Além disto, o espaço reservado às preces, desta forma cumpre seu verdadeiro papel: tornar-se um recipiente de bênçãos e de sabedoria quando escutamos o sapiente discurso de quem detém a fala (Juiz, Promotor, Advogado, Líder Religioso, alguém mais experiente etc.).

“Você jamais terá de explicar alguma coisa que não disse” (Citação). Isso mesmo: Uma pessoa madura reflete antes de falar; um tolo fala, e então, depois de certa pressão, do subconsciente ou de outrem reflete sobre aquilo que disse. Certamente dar mão à palmatória, depois de constatar ter falado mais do que devia, será a melhor regra do bom senso.

EXPLICANDO MELHOR O FALAR OU ESCREVER

O Dicionário Aurélio explica sobre a palavra pleonasmo:

1. É um substantivo masculino. Uso repetitivo de um conceito ou redundância de um termo, que, se não for vicioso, pode intensificar a força expressiva do discurso [p.ex.: principal protagonista, monopólio exclusivo]

2. Excesso de palavras para expressar um ideia; CIRCUNLÓQUIO

3. Qualidade do que é supérfluo; INUTILIDADE; SUPERFLUIDADE

[F.: Do lat. tard. pleonasmus. Cf.: tautologia]

Trata-se de uma redundância de termos que em certos casos tem emprego legítimo, para conferir à expressão mais vigor, ou clareza. Ex.: “Vi com estes olhos que a terra há de comer.”. Termo genérico, que tanto pode adornar a linguagem, como torná-la feia e sem encanto.

No primeiro caso, em que se busca dar força à expressão, chama-se pleonasmo de estilo. Ex.: "Vi com meus próprios olhos". No segundo caso, caracteriza vício da linguagem e chama-se pleonasmo vicioso, porquanto, longe de enfeitar o estilo, apenas repete (redunda) desnecessariamente ideia já referida. Ex.: "Subir para cima". Ora, ninguém, por mais capaz que seja poderá subir para baixo ou para os lados!

A expressão com pleonasmo de estilo trata-se de construção irrepreensível, porque "o pleonasmo deixa de considerar-se vício para classificar-se como figura desde que, sem tornar deselegante a frase, contribua para dar maior relevo à ideia".

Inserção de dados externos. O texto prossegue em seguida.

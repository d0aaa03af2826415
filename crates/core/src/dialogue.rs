//! Domain types for a generated practice dialogue.
//!
//! A dialogue is produced once per session by the [`crate::service`] layer,
//! parsed into these types by [`crate::parser`], and then consumed read-only
//! by the playback loop. Nothing here is mutated after parse time.

use serde::{Deserialize, Serialize};

/// One of the two participants in a generated dialogue.
#[derive(Debug, Clone, Copy, PartialEq, Eq, Serialize, Deserialize)]
pub enum Role {
    A,
    B,
}

impl Role {
    /// Short label used in printed output and in the generation layout ("A"/"B").
    pub fn label(&self) -> &'static str {
        match self {
            Role::A => "A",
            Role::B => "B",
        }
    }
}

/// The two role descriptions invented by the model for a scene.
///
/// Either side may be missing when the model deviates from the requested
/// layout; the dialogue is still usable without them.
#[derive(Debug, Clone, Default, PartialEq, Eq, Serialize, Deserialize)]
pub struct RolePair {
    pub role_a: Option<String>,
    pub role_b: Option<String>,
}

/// A single utterance to be practiced.
#[derive(Debug, Clone, PartialEq, Eq, Serialize, Deserialize)]
pub struct DialogueLine {
    pub role: Role,
    /// The line in the learner language.
    pub text: String,
    /// Feedback-language rendering of `text`, when the session is bilingual
    /// and the model supplied one.
    pub gloss: Option<String>,
}

/// A fully parsed dialogue, in generation order.
#[derive(Debug, Clone, PartialEq, Eq, Serialize, Deserialize)]
pub struct Dialogue {
    /// The scene as restated by the model, when present in the response.
    pub scene: Option<String>,
    pub roles: RolePair,
    pub lines: Vec<DialogueLine>,
}

/// Strips surrounding whitespace and wrapping straight or curly double quotes.
///
/// Models frequently quote utterances even when asked not to.
pub fn clean_text(text: &str) -> &str {
    text.trim()
        .trim_matches(|c| c == '"' || c == '\u{201c}' || c == '\u{201d}')
        .trim()
}

/// Splits an utterance into sentences on `.`, `!` and `?` boundaries.
///
/// Used to synthesize speech in natural chunks. A trailing fragment without a
/// terminator is kept, and text with no terminator at all comes back as a
/// single element, so nothing the learner sees is silently dropped.
pub fn split_sentences(text: &str) -> Vec<String> {
    let mut sentences = Vec::new();
    let mut current = String::new();
    for c in text.chars() {
        current.push(c);
        if matches!(c, '.' | '!' | '?') {
            let sentence = current.trim();
            if !sentence.is_empty() {
                sentences.push(sentence.to_string());
            }
            current.clear();
        }
    }
    let tail = current.trim();
    if !tail.is_empty() {
        sentences.push(tail.to_string());
    }
    sentences
}
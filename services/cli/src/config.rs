use tracing::Level;

/// A custom error type for configuration loading failures.
#[derive(Debug, thiserror::Error)]
pub enum ConfigError {
    #[error("Missing environment variable: {0}")]
    MissingVar(String),
    #[error("Invalid value for environment variable {0}: {1}")]
    InvalidValue(String, String),
}

/// Holds all configuration loaded from the environment at startup.
///
/// Constructed once in `main` and passed by reference afterwards; nothing
/// reads the environment past this point.
#[derive(Clone, Debug)]
pub struct Config {
    pub api_key: String,
    pub api_base: String,
    pub chat_model: String,
    pub tts_model: String,
    pub tts_voice: String,
    pub learner_language: String,
    pub feedback_language: String,
    /// Whether each utterance gets a feedback-language gloss line.
    pub gloss_lines: bool,
    /// Whether lines are spoken through the TTS backend.
    pub speech_enabled: bool,
    /// Number of dialogue utterances to request.
    pub dialogue_turns: usize,
    pub log_level: Level,
}

fn env_or(name: &str, default: &str) -> String {
    std::env::var(name).unwrap_or_else(|_| default.to_string())
}

fn parse_bool(name: &str, value: &str) -> Result<bool, ConfigError> {
    match value.to_ascii_lowercase().as_str() {
        "1" | "true" | "yes" | "on" => Ok(true),
        "0" | "false" | "no" | "off" => Ok(false),
        _ => Err(ConfigError::InvalidValue(
            name.to_string(),
            format!("'{value}' is not a boolean"),
        )),
    }
}

impl Config {
    /// Loads configuration from environment variables.
    pub fn from_env() -> Result<Self, ConfigError> {
        // Only load from .env in non-test mode to avoid contamination
        if !cfg!(test) {
            dotenvy::dotenv().ok();
        }

        let api_key = std::env::var("OPENAI_API_KEY")
            .map_err(|_| ConfigError::MissingVar("OPENAI_API_KEY".to_string()))?;
        let api_base = env_or("OPENAI_API_BASE", "https://api.openai.com/v1");
        let chat_model = env_or("CHAT_MODEL", "gpt-4.1-mini");
        let tts_model = env_or("TTS_MODEL", "tts-1");
        let tts_voice = env_or("TTS_VOICE", "alloy");

        let learner_language = env_or("LEARNER_LANGUAGE", "English");
        let feedback_language = env_or("FEEDBACK_LANGUAGE", "Japanese");

        // Glosses default to on exactly when the two languages differ, but the
        // flag is explicit so ambiguous pairs can override it.
        let gloss_lines = match std::env::var("GLOSS_LINES") {
            Ok(value) => parse_bool("GLOSS_LINES", &value)?,
            Err(_) => !learner_language.eq_ignore_ascii_case(&feedback_language),
        };

        let speech_enabled = match std::env::var("SPEECH") {
            Ok(value) => parse_bool("SPEECH", &value)?,
            Err(_) => true,
        };

        let dialogue_turns = match std::env::var("DIALOGUE_TURNS") {
            Ok(value) => value
                .parse::<usize>()
                .ok()
                .filter(|n| *n > 0)
                .ok_or_else(|| {
                    ConfigError::InvalidValue(
                        "DIALOGUE_TURNS".to_string(),
                        format!("'{value}' is not a positive integer"),
                    )
                })?,
            Err(_) => 8,
        };

        let log_level_str = env_or("RUST_LOG", "info");
        let log_level = log_level_str.parse::<Level>().map_err(|_| {
            ConfigError::InvalidValue(
                "RUST_LOG".to_string(),
                format!("'{log_level_str}' is not a valid log level"),
            )
        })?;

        Ok(Self {
            api_key,
            api_base,
            chat_model,
            tts_model,
            tts_voice,
            learner_language,
            feedback_language,
            gloss_lines,
            speech_enabled,
            dialogue_turns,
            log_level,
        })
    }
}
//! The interactive line-by-line playback loop.
//!
//! Each dialogue line runs a small state machine: announce the line, speak
//! it, then wait for one pacing signal. A repeat signal re-runs the line from
//! the announcement; anything else advances. The driver is generic over its
//! output writer and takes the speaker and input source as trait objects, so
//! tests drive it with scripted input and a captured buffer.

use crate::speech::Speaker;
use anyhow::Result;
use repeat_chat_core::dialogue::{DialogueLine, split_sentences};
use std::io::{self, Write};
use tracing::warn;

/// What the learner asked for after a line was played.
#[derive(Debug, Clone, Copy, PartialEq, Eq)]
pub enum PacingSignal {
    /// Play the current line again.
    Repeat,
    /// Move on to the next line.
    Advance,
}

/// A blocking source of pacing signals.
pub trait PacingInput {
    fn read_signal(&mut self) -> io::Result<PacingSignal>;
}

/// Reads pacing signals from stdin, one line per signal.
///
/// `r` (or `repeat`) repeats; anything else, including end-of-input,
/// advances.
pub struct TerminalInput;

impl PacingInput for TerminalInput {
    fn read_signal(&mut self) -> io::Result<PacingSignal> {
        let mut buf = String::new();
        io::stdin().read_line(&mut buf)?;
        match buf.trim().to_ascii_lowercase().as_str() {
            "r" | "repeat" => Ok(PacingSignal::Repeat),
            _ => Ok(PacingSignal::Advance),
        }
    }
}

pub struct PlaybackDriver<'a, W: Write> {
    speaker: &'a dyn Speaker,
    /// Language the utterances are spoken in.
    language: &'a str,
    out: W,
    first_prompt: bool,
}

impl<'a, W: Write> PlaybackDriver<'a, W> {
    pub fn new(speaker: &'a dyn Speaker, language: &'a str, out: W) -> Self {
        Self {
            speaker,
            language,
            out,
            first_prompt: true,
        }
    }

    /// Drives one pass over the dialogue, in order, until the learner
    /// advances past the last line.
    pub async fn run(
        &mut self,
        lines: &[DialogueLine],
        input: &mut dyn PacingInput,
    ) -> Result<()> {
        for line in lines {
            loop {
                self.announce(line)?;
                if let Err(error) = self.speak_line(line).await {
                    // Audio is best-effort; the text is already on screen.
                    warn!(%error, "skipping audio for this line");
                }
                match self.await_signal(input)? {
                    PacingSignal::Repeat => continue,
                    PacingSignal::Advance => break,
                }
            }
        }
        Ok(())
    }

    fn announce(&mut self, line: &DialogueLine) -> io::Result<()> {
        writeln!(self.out, "--------")?;
        writeln!(self.out, "{}: {}", line.role.label(), line.text)?;
        if let Some(gloss) = &line.gloss {
            writeln!(self.out, "   {gloss}")?;
        }
        Ok(())
    }

    async fn speak_line(&self, line: &DialogueLine) -> Result<()> {
        for sentence in split_sentences(&line.text) {
            self.speaker.speak(&sentence, self.language).await?;
        }
        Ok(())
    }

    fn await_signal(&mut self, input: &mut dyn PacingInput) -> Result<PacingSignal> {
        let prompt = if self.first_prompt {
            "[r + enter to repeat, enter for next]> "
        } else {
            "> "
        };
        self.first_prompt = false;
        write!(self.out, "{prompt}")?;
        self.out.flush()?;
        Ok(input.read_signal()?)
    }
}
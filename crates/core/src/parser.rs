//! Tolerant parser for the line-delimited dialogue layout.
//!
//! The far end is a non-deterministic language model, so this is a
//! skip-unknown line classifier rather than a strict grammar: anything that
//! does not look like a header, an utterance, a gloss, or a separator is
//! ignored. The only fatal outcome is recovering zero utterances.

use crate::dialogue::{Dialogue, DialogueLine, Role, RolePair, clean_text};
use tracing::debug;

/// Failure to recover a usable dialogue from the model response.
#[derive(Debug, thiserror::Error, PartialEq, Eq)]
pub enum ParseError {
    #[error("no dialogue lines could be recovered from the model response")]
    EmptyDialogue,
}

/// True for visual separator rows such as `---` or `===`.
fn is_separator(line: &str) -> bool {
    line.len() >= 3 && line.chars().all(|c| matches!(c, '-' | '=' | '*' | '_'))
}

/// Strips a role tag (`A:` / `B:`, case-insensitive) from an utterance line.
fn strip_role_tag(line: &str) -> Option<(Role, &str)> {
    let mut chars = line.chars();
    let tag = chars.next()?;
    if chars.next()? != ':' {
        return None;
    }
    let role = match tag {
        'A' | 'a' => Role::A,
        'B' | 'b' => Role::B,
        _ => return None,
    };
    Some((role, chars.as_str()))
}

/// Case-insensitive prefix match returning the remainder.
fn strip_header<'a>(line: &'a str, header: &str) -> Option<&'a str> {
    match (line.get(..header.len()), line.get(header.len()..)) {
        (Some(prefix), Some(rest)) if prefix.eq_ignore_ascii_case(header) => Some(rest),
        _ => None,
    }
}

/// Parses a raw model response into a [`Dialogue`].
///
/// `attach_plain_gloss` controls whether an untagged line immediately after
/// an utterance is treated as that utterance's translation; it should be set
/// only for bilingual sessions. Explicitly marked gloss lines (`>` / `→`)
/// are attached regardless.
///
/// Pure function of its input: the same raw text always yields the same
/// dialogue.
pub fn parse(raw: &str, attach_plain_gloss: bool) -> Result<Dialogue, ParseError> {
    let mut scene = None;
    let mut roles = RolePair::default();
    let mut lines: Vec<DialogueLine> = Vec::new();
    // An untagged line may only gloss the utterance it directly follows.
    let mut plain_gloss_armed = false;

    for physical in raw.lines() {
        let line = physical.trim();
        if line.is_empty() {
            continue;
        }
        if is_separator(line) {
            plain_gloss_armed = false;
            continue;
        }
        if let Some(rest) = strip_header(line, "role a:") {
            // First occurrence wins; later duplicates are model noise.
            let desc = clean_text(rest);
            if roles.role_a.is_none() && !desc.is_empty() {
                roles.role_a = Some(desc.to_string());
            }
            plain_gloss_armed = false;
            continue;
        }
        if let Some(rest) = strip_header(line, "role b:") {
            let desc = clean_text(rest);
            if roles.role_b.is_none() && !desc.is_empty() {
                roles.role_b = Some(desc.to_string());
            }
            plain_gloss_armed = false;
            continue;
        }
        if let Some(rest) = strip_header(line, "scene:") {
            let desc = clean_text(rest);
            if scene.is_none() && !desc.is_empty() {
                scene = Some(desc.to_string());
            }
            plain_gloss_armed = false;
            continue;
        }
        if let Some((role, rest)) = strip_role_tag(line) {
            let text = clean_text(rest);
            if !text.is_empty() {
                lines.push(DialogueLine {
                    role,
                    text: text.to_string(),
                    gloss: None,
                });
                plain_gloss_armed = true;
            } else {
                plain_gloss_armed = false;
            }
            continue;
        }
        if let Some(rest) = line.strip_prefix('>').or_else(|| line.strip_prefix('→')) {
            let gloss = clean_text(rest);
            if !gloss.is_empty() {
                if let Some(last) = lines.last_mut().filter(|l| l.gloss.is_none()) {
                    last.gloss = Some(gloss.to_string());
                }
            }
            plain_gloss_armed = false;
            continue;
        }
        if attach_plain_gloss && plain_gloss_armed {
            let gloss = clean_text(line);
            if !gloss.is_empty() {
                if let Some(last) = lines.last_mut().filter(|l| l.gloss.is_none()) {
                    last.gloss = Some(gloss.to_string());
                }
            }
            plain_gloss_armed = false;
            continue;
        }
        debug!(line, "skipping unrecognized line in model response");
        plain_gloss_armed = false;
    }

    if lines.is_empty() {
        return Err(ParseError::EmptyDialogue);
    }
    Ok(Dialogue { scene, roles, lines })
}
//! Wires one full drill session: resolve the scene, generate and parse the
//! dialogue, then hand the lines to the playback driver.

use crate::playback::{PacingInput, PlaybackDriver};
use crate::speech::Speaker;
use anyhow::{Context, Result};
use repeat_chat_core::{
    parser,
    scene,
    service::{DialogueOptions, DialogueService},
};
use std::io::Write;
use tracing::info;

pub async fn run_session<W: Write>(
    service: &dyn DialogueService,
    speaker: &dyn Speaker,
    input: &mut dyn PacingInput,
    out: &mut W,
    scene_arg: Option<&str>,
    options: &DialogueOptions,
) -> Result<()> {
    let scene = scene::resolve(scene_arg);
    info!(%scene, turns = options.turns, "generating dialogue");

    let raw = service.generate_dialogue(&scene, options).await?;
    let dialogue =
        parser::parse(&raw, options.gloss_lines).context("Could not parse the model response")?;
    info!(lines = dialogue.lines.len(), "dialogue ready");

    writeln!(out, "scene: {}", dialogue.scene.as_deref().unwrap_or(&scene))?;
    if let Some(role_a) = &dialogue.roles.role_a {
        writeln!(out, "role A: {role_a}")?;
    }
    if let Some(role_b) = &dialogue.roles.role_b {
        writeln!(out, "role B: {role_b}")?;
    }

    let mut driver = PlaybackDriver::new(speaker, &options.learner_language, &mut *out);
    driver.run(&dialogue.lines, input).await
}

#[cfg(test)]
mod tests {
    use super::*;
    use crate::playback::PacingSignal;
    use async_trait::async_trait;
    use repeat_chat_core::service::ScriptedDialogueService;
    use std::collections::VecDeque;
    use std::io;
    use std::sync::Mutex;

    struct ScriptedInput(VecDeque<PacingSignal>);

    impl PacingInput for ScriptedInput {
        fn read_signal(&mut self) -> io::Result<PacingSignal> {
            self.0.pop_front().ok_or_else(|| {
                io::Error::new(io::ErrorKind::UnexpectedEof, "input script exhausted")
            })
        }
    }

    #[derive(Default)]
    struct RecordingSpeaker(Mutex<Vec<String>>);

    #[async_trait]
    impl Speaker for RecordingSpeaker {
        async fn speak(&self, text: &str, _language: &str) -> Result<()> {
            self.0.lock().unwrap().push(text.to_string());
            Ok(())
        }
    }

    struct FailingService;

    #[async_trait]
    impl DialogueService for FailingService {
        async fn generate_dialogue(
            &self,
            _scene: &str,
            _options: &DialogueOptions,
        ) -> Result<String> {
            anyhow::bail!("401 Unauthorized: invalid API key")
        }
    }

    fn options(gloss: bool) -> DialogueOptions {
        DialogueOptions {
            learner_language: "English".to_string(),
            feedback_language: "Japanese".to_string(),
            gloss_lines: gloss,
            turns: 4,
        }
    }

    const NO_GLOSS_RESPONSE: &str = "\
Scene: at a café
Role A: a customer ordering a drink
Role B: a barista taking orders
---
A: Hi, could I get a small coffee?
B: Of course, anything to eat with that?
A: No thanks, just the coffee.
B: Coming right up.
";

    #[tokio::test]
    async fn absent_scene_runs_the_default_scene_to_completion() {
        let service = ScriptedDialogueService::new(NO_GLOSS_RESPONSE);
        let speaker = RecordingSpeaker::default();
        let mut input = ScriptedInput([PacingSignal::Advance; 4].into());
        let mut out = Vec::new();

        run_session(&service, &speaker, &mut input, &mut out, None, &options(false))
            .await
            .unwrap();

        let text = String::from_utf8(out).unwrap();
        assert!(text.contains("scene: at a café"));
        assert!(text.contains("role A: a customer ordering a drink"));
        assert!(text.contains("role B: a barista taking orders"));
        assert_eq!(text.matches("--------").count(), 4);
    }

    #[tokio::test]
    async fn bilingual_response_attaches_a_distinct_gloss_to_every_line() {
        let raw = "\
Role A: a guest
Role B: a receptionist
A: I have a reservation.
> 予約してあります。
B: May I have your name?
> お名前をいただけますか？
";
        let service = ScriptedDialogueService::new(raw);
        let text = service
            .generate_dialogue("at a hotel", &options(true))
            .await
            .unwrap();
        let dialogue = parser::parse(&text, true).unwrap();

        assert_eq!(dialogue.lines.len(), 2);
        for line in &dialogue.lines {
            let gloss = line.gloss.as_deref().expect("every line should have a gloss");
            assert!(!gloss.is_empty());
            assert_ne!(gloss, line.text);
        }
    }

    #[tokio::test]
    async fn request_failure_is_fatal_before_any_playback() {
        let speaker = RecordingSpeaker::default();
        let mut input = ScriptedInput(VecDeque::new());
        let mut out = Vec::new();

        let err = run_session(
            &FailingService,
            &speaker,
            &mut input,
            &mut out,
            Some("at a bank"),
            &options(false),
        )
        .await
        .unwrap_err();

        assert!(err.to_string().contains("401"));
        assert!(speaker.0.lock().unwrap().is_empty());
        assert!(!String::from_utf8(out).unwrap().contains("--------"));
    }

    #[tokio::test]
    async fn unparseable_response_is_fatal() {
        let service = ScriptedDialogueService::new("Sorry, I cannot help with that.");
        let speaker = RecordingSpeaker::default();
        let mut input = ScriptedInput(VecDeque::new());
        let mut out = Vec::new();

        let err = run_session(&service, &speaker, &mut input, &mut out, None, &options(false))
            .await
            .unwrap_err();

        assert!(err.to_string().contains("Could not parse"));
        assert!(speaker.0.lock().unwrap().is_empty());
    }
}
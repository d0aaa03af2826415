//! Scene resolution.

/// Scene used when the learner does not supply one.
pub const DEFAULT_SCENE: &str = "at a café";

/// Normalizes an optional free-text scene argument.
///
/// Whitespace-only or absent input falls back to [`DEFAULT_SCENE`]; anything
/// else is returned trimmed.
pub fn resolve(raw: Option<&str>) -> String {
    match raw.map(str::trim) {
        Some(scene) if !scene.is_empty() => scene.to_string(),
        _ => DEFAULT_SCENE.to_string(),
    }
}
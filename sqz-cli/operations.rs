//! Bridges between CLI streams and the core pipeline.

use std::io::{Read, Write};

use sqz_core::{pipeline, CodecFactory, PipelineOptions, StreamSummary};

use crate::error::{Error, Result};

/// Compresses `input` into `output` with the given codec.
///
/// # Errors
///
/// Returns an error if the codec fails or either stream breaks.
pub fn compress_stream(
    input: impl Read,
    output: impl Write,
    factory: &dyn CodecFactory,
    options: &PipelineOptions,
) -> Result<StreamSummary> {
    pipeline::encode(input, output, factory, options).map_err(map_core_error)
}

/// Decompresses `input` into `output` with the given codec.
///
/// # Errors
///
/// Returns an error if the data is corrupted, the codec fails, or
/// either stream breaks.
pub fn decompress_stream(
    input: impl Read,
    output: impl Write,
    factory: &dyn CodecFactory,
    options: &PipelineOptions,
) -> Result<StreamSummary> {
    pipeline::decode(input, output, factory, options).map_err(map_core_error)
}

fn map_core_error(err: sqz_core::Error) -> Error {
    match err {
        sqz_core::Error::Init { algorithm, source }
        | sqz_core::Error::Process { algorithm, source } => Error::Codec {
            algorithm,
            message: source.to_string(),
        },
        sqz_core::Error::Read(err) => Error::ReadStream(err),
        sqz_core::Error::Write(err) => Error::WriteStream(err),
    }
}

/// Prints the post-operation summary line to stderr.
pub fn report_summary(summary: &StreamSummary, compressing: bool) {
    if compressing {
        eprintln!(
            "Compressed {} bytes to {} bytes ({:.1}% of original)",
            summary.bytes_read,
            summary.bytes_written,
            summary.compression_ratio() * 100.0
        );
    } else {
        eprintln!(
            "Decompressed {} bytes to {} bytes",
            summary.bytes_read, summary.bytes_written
        );
    }
}
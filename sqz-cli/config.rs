//! Configuration for CLI operations.

use sqz_core::CompressionLevel;

use crate::io::{InputSource, OutputTarget};

/// Represents the two modes of operation for the CLI utility.
#[derive(Debug, Clone, Copy, PartialEq, Eq)]
pub enum OperationMode {
    /// Compress input data
    Compress,
    /// Decompress input data
    Decompress,
}

/// Named compression profile trading speed against output size.
///
/// A preset bundles a recommended algorithm, an effort level, and a
/// chunk size; an explicit `--algorithm` flag overrides only the
/// algorithm choice.
#[derive(Debug, Clone, Copy, PartialEq, Eq, Default)]
pub enum Preset {
    /// Prioritize throughput over output size.
    Speed,
    /// Reasonable middle ground.
    #[default]
    Balanced,
    /// Prioritize output size over throughput.
    Ratio,
}

impl Preset {
    /// Effort level passed to the codec backend.
    #[must_use]
    pub fn level(self) -> CompressionLevel {
        match self {
            Preset::Speed => CompressionLevel::Fast,
            Preset::Balanced => CompressionLevel::Default,
            Preset::Ratio => CompressionLevel::Best,
        }
    }

    /// Pipeline buffer size; the speed preset trades memory for fewer
    /// pump iterations.
    #[must_use]
    pub fn chunk_size(self) -> usize {
        match self {
            Preset::Speed => 256 * 1024,
            Preset::Balanced | Preset::Ratio => 64 * 1024,
        }
    }

    /// Algorithm used when the user does not pick one explicitly.
    #[must_use]
    pub fn recommended_algorithm(self) -> &'static str {
        match self {
            Preset::Speed => "lz4",
            Preset::Balanced | Preset::Ratio => "zstd",
        }
    }
}

/// Configuration for one CLI operation.
#[derive(Debug, Clone)]
pub struct CliConfig {
    /// Operation mode
    pub mode: OperationMode,
    /// Where the input bytes come from
    pub input: InputSource,
    /// Where the output goes; resolved from the input when `None`
    pub output: Option<OutputTarget>,
    /// Explicitly requested algorithm name, if any
    pub algorithm: Option<String>,
    /// Compression profile
    pub preset: Preset,
    /// Force overwrite existing files
    pub force: bool,
    /// Render a progress indicator on stderr
    pub progress: bool,
    /// Print a summary line after the operation
    pub verbose: bool,
}

impl CliConfig {
    /// Creates a configuration with defaults for the given mode and
    /// input.
    #[must_use]
    pub fn new(mode: OperationMode, input: InputSource) -> Self {
        Self {
            mode,
            input,
            output: None,
            algorithm: None,
            preset: Preset::default(),
            force: false,
            progress: false,
            verbose: false,
        }
    }
}
//! Zstandard codec backend over the zstd raw streaming API.
//!
//! `zstd::stream::raw` is the only layer of the zstd crate that exposes
//! fixed-buffer window semantics; the higher-level encoders all want to
//! own a `Read` or `Write` end.

use zstd::stream::raw::{Decoder as RawDecoder, Encoder as RawEncoder, InBuffer, Operation, OutBuffer};

use crate::config::CompressionLevel;

use super::{Codec, CodecError, CodecFactory, Mode, Step, StreamStatus};

/// Factory for the `zstd` algorithm.
#[derive(Debug, Default)]
pub struct ZstdFactory;

impl CodecFactory for ZstdFactory {
    fn name(&self) -> &'static str {
        "zstd"
    }

    fn create(
        &self,
        mode: Mode,
        level: CompressionLevel,
    ) -> Result<Box<dyn Codec>, CodecError> {
        match mode {
            Mode::Encode => {
                let raw = RawEncoder::new(zstd_level(level))
                    .map_err(|err| CodecError::new(format!("zstd encoder: {err}")))?;
                Ok(Box::new(ZstdEncoder {
                    raw,
                    finished: false,
                }))
            }
            Mode::Decode => {
                let raw = RawDecoder::new()
                    .map_err(|err| CodecError::new(format!("zstd decoder: {err}")))?;
                Ok(Box::new(ZstdDecoder {
                    raw,
                    finished: false,
                }))
            }
        }
    }
}

fn zstd_level(level: CompressionLevel) -> i32 {
    match level {
        CompressionLevel::Fast => 1,
        CompressionLevel::Default => 3,
        CompressionLevel::Best => 19,
    }
}

struct ZstdEncoder {
    raw: RawEncoder<'static>,
    finished: bool,
}

impl Codec for ZstdEncoder {
    fn process(
        &mut self,
        src: &[u8],
        dst: &mut [u8],
        finalize: bool,
    ) -> Result<Step, CodecError> {
        if self.finished {
            return Ok(Step {
                consumed: 0,
                produced: 0,
                status: StreamStatus::Finished,
            });
        }

        let mut input = InBuffer::around(src);
        let mut output = OutBuffer::around(dst);

        if !src.is_empty() {
            self.raw
                .run(&mut input, &mut output)
                .map_err(|err| CodecError::new(format!("zstd compression failed: {err}")))?;
        }

        if finalize && input.pos == src.len() {
            let remaining = self
                .raw
                .finish(&mut output, true)
                .map_err(|err| CodecError::new(format!("zstd compression failed: {err}")))?;
            if remaining == 0 {
                self.finished = true;
            }
        }

        Ok(Step {
            consumed: input.pos,
            produced: output.pos(),
            status: if self.finished {
                StreamStatus::Finished
            } else {
                StreamStatus::Active
            },
        })
    }
}

struct ZstdDecoder {
    raw: RawDecoder<'static>,
    finished: bool,
}

impl Codec for ZstdDecoder {
    fn process(
        &mut self,
        src: &[u8],
        dst: &mut [u8],
        finalize: bool,
    ) -> Result<Step, CodecError> {
        if self.finished {
            return Ok(Step {
                consumed: 0,
                produced: 0,
                status: StreamStatus::Finished,
            });
        }

        let mut input = InBuffer::around(src);
        let mut output = OutBuffer::around(dst);

        // A zero hint from the decoder marks the end of the frame.
        let hint = self
            .raw
            .run(&mut input, &mut output)
            .map_err(|err| CodecError::new(format!("corrupt zstd stream: {err}")))?;
        if hint == 0 {
            self.finished = true;
        }

        if finalize && !self.finished && input.pos == src.len() && output.pos() == 0 {
            return Err(CodecError::new("truncated zstd stream"));
        }

        Ok(Step {
            consumed: input.pos,
            produced: output.pos(),
            status: if self.finished {
                StreamStatus::Finished
            } else {
                StreamStatus::Active
            },
        })
    }
}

Quanto à Tautologia (de tautos, em grego, que exprime a ideia de mesmo, de idêntico), trata-se de outra denominação que recebe o pleonasmo vicioso e se caracteriza pela seguida repetição, por meio de palavras diferentes, de um pensamento anteriormente enunciado, baseando-se "no desconhecimento da verdadeira significação dos termos empregados, provocando redundância ou condenável demasia verbal".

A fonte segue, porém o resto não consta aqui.